§ EXERCISE AIM: Reproduce each record exactly.

§ LISTED ENTRIES:
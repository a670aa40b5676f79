//! Pagecraft
//!
//! Page builder engine for animated UI component catalogs.
//!
//! This is the main entry point for the command-line interface.

use tracing_subscriber::EnvFilter;

fn main() {
    // Initialize logging; RUST_LOG overrides the default level
    tracing_subscriber::fmt()
        .with_env_filter(
            EnvFilter::try_from_default_env().unwrap_or_else(|_| EnvFilter::new("warn")),
        )
        .with_target(false)
        .init();

    if let Err(e) = pagecraft_cli::run() {
        eprintln!("error: {:#}", e);
        std::process::exit(1);
    }
}
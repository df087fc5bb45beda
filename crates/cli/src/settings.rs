// Settings loading - YAML file + FOUGERE_* environment overrides

use anyhow::{Context, Result};
use config::builder::DefaultState;
use config::{Config, ConfigBuilder, Environment, File, FileFormat};
use fougere_core::domain::{CloudTasksConfig, CloudTasksSettings};

pub const DEFAULT_CONFIG_PATH: &str = "~/.fougere/config.yaml";

/// Load the settings file at `path` (tilde expanded)
///
/// Queue keys are case-folded while loading: `MailQueue` becomes
/// `mailqueue`, and so does the qualified queue name built from it.
pub fn load_settings(path: &str) -> Result<CloudTasksSettings> {
    let path = shellexpand::tilde(path).into_owned();
    let builder = Config::builder().add_source(File::new(&path, FileFormat::Yaml).required(true));

    deserialize(builder).with_context(|| format!("Failed to load settings from {}", path))
}

/// Parse settings from an in-memory YAML document
pub fn parse_settings(yaml: &str) -> Result<CloudTasksSettings> {
    let builder = Config::builder().add_source(File::from_str(yaml, FileFormat::Yaml));
    deserialize(builder).context("Failed to parse settings")
}

/// Resolve queue names for `client_name` and validate every queue
pub fn resolve(settings: CloudTasksSettings, client_name: &str) -> Result<CloudTasksConfig> {
    CloudTasksConfig::from_settings(settings, client_name).context("Invalid Cloud Tasks configuration")
}

fn deserialize(builder: ConfigBuilder<DefaultState>) -> Result<CloudTasksSettings> {
    let settings = builder
        .add_source(
            Environment::with_prefix("FOUGERE")
                .prefix_separator("_")
                .separator("__")
                .try_parsing(true),
        )
        .build()?
        .try_deserialize::<CloudTasksSettings>()?;
    Ok(settings)
}

#[cfg(test)]
mod tests {
    use super::*;

    const VALID_QUEUE_CONFIG: &str = r#"
cloudTasks:
  metrio-task:
    region: us-central1
    projectId: some-project
    minBackoff: 100ms
    maxBackoff: 1000ms
    maxConcurrentDispatches: 10
    maxDispatchesPerSecond: 100.0
"#;

    const INVALID_CONFIG: &str = r#"
cloudTasks:
  some-task:
    region:
      - should_not_be_an_array
"#;

    const MISSING_REGION: &str = r#"
cloudTasks:
  some-task:
    projectId: some-project
    minBackoff: 100ms
    maxBackoff: 1000ms
    maxConcurrentDispatches: 10
    maxDispatchesPerSecond: 100.0
"#;

    #[test]
    fn test_parse_valid_config() {
        let settings = parse_settings(VALID_QUEUE_CONFIG).unwrap();
        let config = resolve(settings, "metrio-client").unwrap();

        assert_eq!(config.len(), 1);
        let queue = &config.queues["metrio-task"];
        assert_eq!(queue.name, "metrio-client-metrio-task-some-project");
        assert_eq!(queue.region, "us-central1");
        assert_eq!(queue.project_id, "some-project");
        assert_eq!(queue.min_backoff, "100ms");
        assert_eq!(queue.max_backoff, "1000ms");
        assert_eq!(queue.max_concurrent_dispatches, 10);
        assert_eq!(queue.max_dispatches_per_second, 100.0);
    }

    #[test]
    fn test_parse_rejects_wrong_type() {
        assert!(parse_settings(INVALID_CONFIG).is_err());
    }

    #[test]
    fn test_resolve_rejects_missing_field() {
        let settings = parse_settings(MISSING_REGION).unwrap();
        let err = resolve(settings, "metrio-client").unwrap_err();

        let chain = format!("{:#}", err);
        assert!(chain.contains("validate failed on the required rule"));
        assert!(chain.contains("region"));
    }

    #[test]
    fn test_queue_keys_are_lowercased() {
        let yaml = VALID_QUEUE_CONFIG.replace("metrio-task", "MailQueue");
        let settings = parse_settings(&yaml).unwrap();
        let config = resolve(settings, "acme").unwrap();

        let keys: Vec<_> = config.queues.keys().cloned().collect();
        assert_eq!(keys, vec!["mailqueue".to_string()]);
        assert_eq!(config.queues["mailqueue"].name, "acme-mailqueue-some-project");
    }

    #[test]
    fn test_parse_without_section_is_empty() {
        let settings = parse_settings("other: 1\n").unwrap();
        assert!(settings.cloud_tasks.is_empty());
    }

    #[test]
    fn test_load_missing_file_fails() {
        let err = load_settings("/nonexistent/fougere/config.yaml").unwrap_err();
        assert!(err.to_string().contains("/nonexistent/fougere/config.yaml"));
    }
}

§ TASK SOLUTION:
repository a670aa40b5676f79
//! Pagecraft
//!
//! Page builder engine for animated UI component catalogs.
//!
//! This is the main entry point for the command-line interface.

use tracing_subscriber::EnvFilter;

fn main() {
    // Initialize logging; RUST_LOG overrides the default level
    tracing_subscriber::fmt()
        .with_env_filter(
            EnvFilter::try_from_default_env().unwrap_or_else(|_| EnvFilter::new("warn")),
        )
        .with_target(false)
        .init();

    if let Err(e) = pagecraft_cli::run() {
        eprintln!("error: {:#}", e);
        std::process::exit(1);
    }
}
repository df087fc5bb45beda
filename crates/cli/src/settings.rs
// Settings loading - YAML file + FOUGERE_* environment overrides

use anyhow::{Context, Result};
use config::builder::DefaultState;
use config::{Config, ConfigBuilder, Environment, File, FileFormat};
use fougere_core::domain::{CloudTasksConfig, CloudTasksSettings};

pub const DEFAULT_CONFIG_PATH: &str = "~/.fougere/config.yaml";

/// Load the settings file at `path` (tilde expanded)
///
/// Queue keys are case-folded while loading: `MailQueue` becomes
/// `mailqueue`, and so does the qualified queue name built from it.
pub fn load_settings(path: &str) -> Result<CloudTasksSettings> {
    let path = shellexpand::tilde(path).into_owned();
    let builder = Config::builder().add_source(File::new(&path, FileFormat::Yaml).required(true));

    deserialize(builder).with_context(|| format!("Failed to load settings from {}", path))
}

/// Parse settings from an in-memory YAML document
pub fn parse_settings(yaml: &str) -> Result<CloudTasksSettings> {
    let builder = Config::builder().add_source(File::from_str(yaml, FileFormat::Yaml));
    deserialize(builder).context("Failed to parse settings")
}

/// Resolve queue names for `client_name` and validate every queue
pub fn resolve(settings: CloudTasksSettings, client_name: &str) -> Result<CloudTasksConfig> {
    CloudTasksConfig::from_settings(settings, client_name).context("Invalid Cloud Tasks configuration")
}

fn deserialize(builder: ConfigBuilder<DefaultState>) -> Result<CloudTasksSettings> {
    let settings = builder
        .add_source(
            Environment::with_prefix("FOUGERE")
                .prefix_separator("_")
                .separator("__")
                .try_parsing(true),
        )
        .build()?
        .try_deserialize::<CloudTasksSettings>()?;
    Ok(settings)
}

#[cfg(test)]
mod tests {
    use super::*;

    const VALID_QUEUE_CONFIG: &str = r#"
cloudTasks:
  metrio-task:
    region: us-central1
    projectId: some-project
    minBackoff: 100ms
    maxBackoff: 1000ms
    maxConcurrentDispatches: 10
    maxDispatchesPerSecond: 100.0
"#;

    const INVALID_CONFIG: &str = r#"
cloudTasks:
  some-task:
    region:
      - should_not_be_an_array
"#;

    const MISSING_REGION: &str = r#"
cloudTasks:
  some-task:
    projectId: some-project
    minBackoff: 100ms
    maxBackoff: 1000ms
    maxConcurrentDispatches: 10
    maxDispatchesPerSecond: 100.0
"#;

    #[test]
    fn test_parse_valid_config() {
        let settings = parse_settings(VALID_QUEUE_CONFIG).unwrap();
        let config = resolve(settings, "metrio-client").unwrap();

        assert_eq!(config.len(), 1);
        let queue = &config.queues["metrio-task"];
        assert_eq!(queue.name, "metrio-client-metrio-task-some-project");
        assert_eq!(queue.region, "us-central1");
        assert_eq!(queue.project_id, "some-project");
        assert_eq!(queue.min_backoff, "100ms");
        assert_eq!(queue.max_backoff, "1000ms");
        assert_eq!(queue.max_concurrent_dispatches, 10);
        assert_eq!(queue.max_dispatches_per_second, 100.0);
    }

    #[test]
    fn test_parse_rejects_wrong_type() {
        assert!(parse_settings(INVALID_CONFIG).is_err());
    }

    #[test]
    fn test_resolve_rejects_missing_field() {
        let settings = parse_settings(MISSING_REGION).unwrap();
        let err = resolve(settings, "metrio-client").unwrap_err();

        let chain = format!("{:#}", err);
        assert!(chain.contains("validate failed on the required rule"));
        assert!(chain.contains("region"));
    }

    #[test]
    fn test_queue_keys_are_lowercased() {
        let yaml = VALID_QUEUE_CONFIG.replace("metrio-task", "MailQueue");
        let settings = parse_settings(&yaml).unwrap();
        let config = resolve(settings, "acme").unwrap();

        let keys: Vec<_> = config.queues.keys().cloned().collect();
        assert_eq!(keys, vec!["mailqueue".to_string()]);
        assert_eq!(config.queues["mailqueue"].name, "acme-mailqueue-some-project");
    }

    #[test]
    fn test_parse_without_section_is_empty() {
        let settings = parse_settings("other: 1\n").unwrap();
        assert!(settings.cloud_tasks.is_empty());
    }

    #[test]
    fn test_load_missing_file_fails() {
        let err = load_settings("/nonexistent/fougere/config.yaml").unwrap_err();
        assert!(err.to_string().contains("/nonexistent/fougere/config.yaml"));
    }
}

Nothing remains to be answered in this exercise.